→ **What you should do**
From the first line to the last, retype the listing without any alteration.

→ **Extracted records**
_ _ _ _ _ _ _
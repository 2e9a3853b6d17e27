// ── Core machine types ──
//
// MacAddress is the sole correlation key for power/delete/connect:
// display names are human labels and are never assumed unique.

use std::fmt;
use std::str::FromStr;

use serde::{Deserialize, Serialize};

/// The backend's token for an operational machine. Status strings are
/// free-text and localized; classification is an exact match against this
/// one token, everything else counts as stopped. A backend-supplied closed
/// enum would be sturdier, but this is the wire contract we have.
pub const RUNNING_STATUS: &str = "稼働中";

// ── MacAddress ──────────────────────────────────────────────────────

/// MAC address, normalized to lowercase colon-separated format (aa:bb:cc:dd:ee:ff).
#[derive(Debug, Clone, PartialEq, Eq, Hash, Serialize, Deserialize)]
pub struct MacAddress(String);

impl MacAddress {
    /// Create a normalized MAC address from any common format.
    /// Accepts colon-separated, dash-separated, or bare hex.
    pub fn new(raw: impl AsRef<str>) -> Self {
        let normalized = raw.as_ref().to_lowercase().replace('-', ":");
        Self(normalized)
    }

    pub fn as_str(&self) -> &str {
        &self.0
    }
}

impl fmt::Display for MacAddress {
    fn fmt(&self, f: &mut fmt::Formatter<'_>) -> fmt::Result {
        write!(f, "{}", self.0)
    }
}

impl FromStr for MacAddress {
    type Err = std::convert::Infallible;

    fn from_str(s: &str) -> Result<Self, Self::Err> {
        Ok(Self::new(s))
    }
}

// ── MachineKind ─────────────────────────────────────────────────────

/// Physical hosts are eligible for wake-on-LAN; virtual machines are not.
///
/// Unknown wire values decode as `Virtual` — the conservative bucket, since
/// offering WOL for a machine we cannot prove is physical would only
/// produce a backend rejection.
#[derive(Debug, Clone, Copy, PartialEq, Eq, Default, Serialize, Deserialize)]
#[serde(rename_all = "lowercase")]
pub enum MachineKind {
    Physical,
    #[default]
    Virtual,
}

impl MachineKind {
    pub fn from_wire(raw: Option<&str>) -> Self {
        match raw {
            Some("physical") => Self::Physical,
            _ => Self::Virtual,
        }
    }
}

impl fmt::Display for MachineKind {
    fn fmt(&self, f: &mut fmt::Formatter<'_>) -> fmt::Result {
        match self {
            Self::Physical => write!(f, "physical"),
            Self::Virtual => write!(f, "virtual"),
        }
    }
}

// ── ConnectMethod ───────────────────────────────────────────────────

/// How to reach a machine interactively. An open enumeration: the backend
/// stores free text, and values outside the recognized set are preserved
/// verbatim so they can round-trip through display.
#[derive(Debug, Clone, PartialEq, Eq)]
pub enum ConnectMethod {
    Ssh,
    RemoteDesktop,
    Api,
    Other(String),
}

impl ConnectMethod {
    pub fn from_wire(raw: &str) -> Self {
        match raw {
            "SSH" => Self::Ssh,
            "WinRM" => Self::RemoteDesktop,
            "API" => Self::Api,
            other => Self::Other(other.to_owned()),
        }
    }

    /// The backend's wire token for this method.
    pub fn as_wire(&self) -> &str {
        match self {
            Self::Ssh => "SSH",
            Self::RemoteDesktop => "WinRM",
            Self::Api => "API",
            Self::Other(s) => s,
        }
    }
}

impl fmt::Display for ConnectMethod {
    fn fmt(&self, f: &mut fmt::Formatter<'_>) -> fmt::Result {
        write!(f, "{}", self.as_wire())
    }
}

// ── Machine ─────────────────────────────────────────────────────────

/// One managed machine as known to the client.
///
/// Read-only: the backend's list is the sole source of truth, and each
/// poll replaces the previous snapshot wholesale.
#[derive(Debug, Clone, PartialEq, Eq)]
pub struct Machine {
    /// Hardware address — the unique key, stable across renames.
    pub identity: MacAddress,
    pub display_name: String,
    /// Current network address; `None` when unknown.
    pub host_address: Option<String>,
    pub login_user: String,
    pub connect_method: ConnectMethod,
    /// Raw operational state as reported by the backend.
    pub status: String,
    pub kind: MachineKind,
    /// Wall-clock time of the backend's last status probe, if reported.
    pub last_updated: Option<String>,
}

impl Machine {
    /// Binary running/stopped classification: exact match against
    /// [`RUNNING_STATUS`]. "Starting", "error", and near-miss strings all
    /// classify as stopped.
    pub fn is_running(&self) -> bool {
        self.status == RUNNING_STATUS
    }

    /// Whether the wake-on-LAN action applies to this machine.
    pub fn supports_wake(&self) -> bool {
        self.kind == MachineKind::Physical
    }
}

#[cfg(test)]
#[allow(clippy::unwrap_used)]
mod tests {
    use super::*;

    fn machine(status: &str, kind: MachineKind) -> Machine {
        Machine {
            identity: MacAddress::new("AA:BB:CC:DD:EE:FF"),
            display_name: "nas".into(),
            host_address: Some("10.0.0.5".into()),
            login_user: "admin".into(),
            connect_method: ConnectMethod::Ssh,
            status: status.into(),
            kind,
            last_updated: None,
        }
    }

    #[test]
    fn mac_normalizes_dashes_and_case() {
        let mac = MacAddress::new("AA-BB-CC-DD-EE-FF");
        assert_eq!(mac.as_str(), "aa:bb:cc:dd:ee:ff");
    }

    #[test]
    fn running_requires_exact_token() {
        assert!(machine(RUNNING_STATUS, MachineKind::Virtual).is_running());
        // Near-misses classify as stopped.
        assert!(!machine("稼働中...", MachineKind::Virtual).is_running());
        assert!(!machine("running", MachineKind::Virtual).is_running());
        assert!(!machine("取得中...", MachineKind::Virtual).is_running());
        assert!(!machine("", MachineKind::Virtual).is_running());
    }

    #[test]
    fn wake_only_for_physical() {
        assert!(machine(RUNNING_STATUS, MachineKind::Physical).supports_wake());
        assert!(!machine(RUNNING_STATUS, MachineKind::Virtual).supports_wake());
    }

    #[test]
    fn unknown_kind_decodes_as_virtual() {
        assert_eq!(MachineKind::from_wire(None), MachineKind::Virtual);
        assert_eq!(MachineKind::from_wire(Some("container")), MachineKind::Virtual);
        assert_eq!(MachineKind::from_wire(Some("physical")), MachineKind::Physical);
    }

    #[test]
    fn connect_method_round_trips() {
        assert_eq!(ConnectMethod::from_wire("SSH"), ConnectMethod::Ssh);
        assert_eq!(ConnectMethod::from_wire("WinRM"), ConnectMethod::RemoteDesktop);
        assert_eq!(ConnectMethod::from_wire("API"), ConnectMethod::Api);
        let other = ConnectMethod::from_wire("Telnet");
        assert_eq!(other, ConnectMethod::Other("Telnet".into()));
        assert_eq!(other.as_wire(), "Telnet");
    }
}
mod cli;
mod commands;
mod config;
mod error;
mod output;

use clap::Parser;
use tracing_subscriber::EnvFilter;

use crate::cli::Cli;
use crate::error::CliError;

#[tokio::main]
async fn main() {
    let cli = Cli::parse();

    init_tracing(cli.global.verbose);

    if let Err(err) = run(cli).await {
        let code = err.exit_code();
        eprintln!("{:?}", miette::Report::new(err));
        std::process::exit(code);
    }
}

fn init_tracing(verbosity: u8) {
    let filter = match verbosity {
        0 => "warn",
        1 => "info",
        2 => "debug",
        _ => "trace",
    };

    tracing_subscriber::fmt()
        .with_env_filter(
            EnvFilter::try_from_default_env().unwrap_or_else(|_| EnvFilter::new(filter)),
        )
        .with_writer(std::io::stderr)
        .with_target(false)
        .init();
}

async fn run(cli: Cli) -> Result<(), CliError> {
    tracing::debug!(command = ?cli.command, "dispatching command");
    commands::dispatch(cli.command, &cli.global).await
}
_ _ _ _ _ _ _
→ **Written reply**
repository 2e9a3853b6d17e27
// ── Core machine types ──
//
// MacAddress is the sole correlation key for power/delete/connect:
// display names are human labels and are never assumed unique.

use std::fmt;
use std::str::FromStr;

use serde::{Deserialize, Serialize};

/// The backend's token for an operational machine. Status strings are
/// free-text and localized; classification is an exact match against this
/// one token, everything else counts as stopped. A backend-supplied closed
/// enum would be sturdier, but this is the wire contract we have.
pub const RUNNING_STATUS: &str = "稼働中";

// ── MacAddress ──────────────────────────────────────────────────────

/// MAC address, normalized to lowercase colon-separated format (aa:bb:cc:dd:ee:ff).
#[derive(Debug, Clone, PartialEq, Eq, Hash, Serialize, Deserialize)]
pub struct MacAddress(String);

impl MacAddress {
    /// Create a normalized MAC address from any common format.
    /// Accepts colon-separated, dash-separated, or bare hex.
    pub fn new(raw: impl AsRef<str>) -> Self {
        let normalized = raw.as_ref().to_lowercase().replace('-', ":");
        Self(normalized)
    }

    pub fn as_str(&self) -> &str {
        &self.0
    }
}

impl fmt::Display for MacAddress {
    fn fmt(&self, f: &mut fmt::Formatter<'_>) -> fmt::Result {
        write!(f, "{}", self.0)
    }
}

impl FromStr for MacAddress {
    type Err = std::convert::Infallible;

    fn from_str(s: &str) -> Result<Self, Self::Err> {
        Ok(Self::new(s))
    }
}

// ── MachineKind ─────────────────────────────────────────────────────

/// Physical hosts are eligible for wake-on-LAN; virtual machines are not.
///
/// Unknown wire values decode as `Virtual` — the conservative bucket, since
/// offering WOL for a machine we cannot prove is physical would only
/// produce a backend rejection.
#[derive(Debug, Clone, Copy, PartialEq, Eq, Default, Serialize, Deserialize)]
#[serde(rename_all = "lowercase")]
pub enum MachineKind {
    Physical,
    #[default]
    Virtual,
}

impl MachineKind {
    pub fn from_wire(raw: Option<&str>) -> Self {
        match raw {
            Some("physical") => Self::Physical,
            _ => Self::Virtual,
        }
    }
}

impl fmt::Display for MachineKind {
    fn fmt(&self, f: &mut fmt::Formatter<'_>) -> fmt::Result {
        match self {
            Self::Physical => write!(f, "physical"),
            Self::Virtual => write!(f, "virtual"),
        }
    }
}

// ── ConnectMethod ───────────────────────────────────────────────────

/// How to reach a machine interactively. An open enumeration: the backend
/// stores free text, and values outside the recognized set are preserved
/// verbatim so they can round-trip through display.
#[derive(Debug, Clone, PartialEq, Eq)]
pub enum ConnectMethod {
    Ssh,
    RemoteDesktop,
    Api,
    Other(String),
}

impl ConnectMethod {
    pub fn from_wire(raw: &str) -> Self {
        match raw {
            "SSH" => Self::Ssh,
            "WinRM" => Self::RemoteDesktop,
            "API" => Self::Api,
            other => Self::Other(other.to_owned()),
        }
    }

    /// The backend's wire token for this method.
    pub fn as_wire(&self) -> &str {
        match self {
            Self::Ssh => "SSH",
            Self::RemoteDesktop => "WinRM",
            Self::Api => "API",
            Self::Other(s) => s,
        }
    }
}

impl fmt::Display for ConnectMethod {
    fn fmt(&self, f: &mut fmt::Formatter<'_>) -> fmt::Result {
        write!(f, "{}", self.as_wire())
    }
}

// ── Machine ─────────────────────────────────────────────────────────

/// One managed machine as known to the client.
///
/// Read-only: the backend's list is the sole source of truth, and each
/// poll replaces the previous snapshot wholesale.
#[derive(Debug, Clone, PartialEq, Eq)]
pub struct Machine {
    /// Hardware address — the unique key, stable across renames.
    pub identity: MacAddress,
    pub display_name: String,
    /// Current network address; `None` when unknown.
    pub host_address: Option<String>,
    pub login_user: String,
    pub connect_method: ConnectMethod,
    /// Raw operational state as reported by the backend.
    pub status: String,
    pub kind: MachineKind,
    /// Wall-clock time of the backend's last status probe, if reported.
    pub last_updated: Option<String>,
}

impl Machine {
    /// Binary running/stopped classification: exact match against
    /// [`RUNNING_STATUS`]. "Starting", "error", and near-miss strings all
    /// classify as stopped.
    pub fn is_running(&self) -> bool {
        self.status == RUNNING_STATUS
    }

    /// Whether the wake-on-LAN action applies to this machine.
    pub fn supports_wake(&self) -> bool {
        self.kind == MachineKind::Physical
    }
}

#[cfg(test)]
#[allow(clippy::unwrap_used)]
mod tests {
    use super::*;

    fn machine(status: &str, kind: MachineKind) -> Machine {
        Machine {
            identity: MacAddress::new("AA:BB:CC:DD:EE:FF"),
            display_name: "nas".into(),
            host_address: Some("10.0.0.5".into()),
            login_user: "admin".into(),
            connect_method: ConnectMethod::Ssh,
            status: status.into(),
            kind,
            last_updated: None,
        }
    }

    #[test]
    fn mac_normalizes_dashes_and_case() {
        let mac = MacAddress::new("AA-BB-CC-DD-EE-FF");
        assert_eq!(mac.as_str(), "aa:bb:cc:dd:ee:ff");
    }

    #[test]
    fn running_requires_exact_token() {
        assert!(machine(RUNNING_STATUS, MachineKind::Virtual).is_running());
        // Near-misses classify as stopped.
        assert!(!machine("稼働中...", MachineKind::Virtual).is_running());
        assert!(!machine("running", MachineKind::Virtual).is_running());
        assert!(!machine("取得中...", MachineKind::Virtual).is_running());
        assert!(!machine("", MachineKind::Virtual).is_running());
    }

    #[test]
    fn wake_only_for_physical() {
        assert!(machine(RUNNING_STATUS, MachineKind::Physical).supports_wake());
        assert!(!machine(RUNNING_STATUS, MachineKind::Virtual).supports_wake());
    }

    #[test]
    fn unknown_kind_decodes_as_virtual() {
        assert_eq!(MachineKind::from_wire(None), MachineKind::Virtual);
        assert_eq!(MachineKind::from_wire(Some("container")), MachineKind::Virtual);
        assert_eq!(MachineKind::from_wire(Some("physical")), MachineKind::Physical);
    }

    #[test]
    fn connect_method_round_trips() {
        assert_eq!(ConnectMethod::from_wire("SSH"), ConnectMethod::Ssh);
        assert_eq!(ConnectMethod::from_wire("WinRM"), ConnectMethod::RemoteDesktop);
        assert_eq!(ConnectMethod::from_wire("API"), ConnectMethod::Api);
        let other = ConnectMethod::from_wire("Telnet");
        assert_eq!(other, ConnectMethod::Other("Telnet".into()));
        assert_eq!(other.as_wire(), "Telnet");
    }
}
mod cli;
mod commands;
mod config;
mod error;
mod output;

use clap::Parser;
use tracing_subscriber::EnvFilter;

use crate::cli::Cli;
use crate::error::CliError;

#[tokio::main]
async fn main() {
    let cli = Cli::parse();

    init_tracing(cli.global.verbose);

    if let Err(err) = run(cli).await {
        let code = err.exit_code();
        eprintln!("{:?}", miette::Report::new(err));
        std::process::exit(code);
    }
}

fn init_tracing(verbosity: u8) {
    let filter = match verbosity {
        0 => "warn",
        1 => "info",
        2 => "debug",
        _ => "trace",
    };

    tracing_subscriber::fmt()
        .with_env_filter(
            EnvFilter::try_from_default_env().unwrap_or_else(|_| EnvFilter::new(filter)),
        )
        .with_writer(std::io::stderr)
        .with_target(false)
        .init();
}

async fn run(cli: Cli) -> Result<(), CliError> {
    tracing::debug!(command = ?cli.command, "dispatching command");
    commands::dispatch(cli.command, &cli.global).await
}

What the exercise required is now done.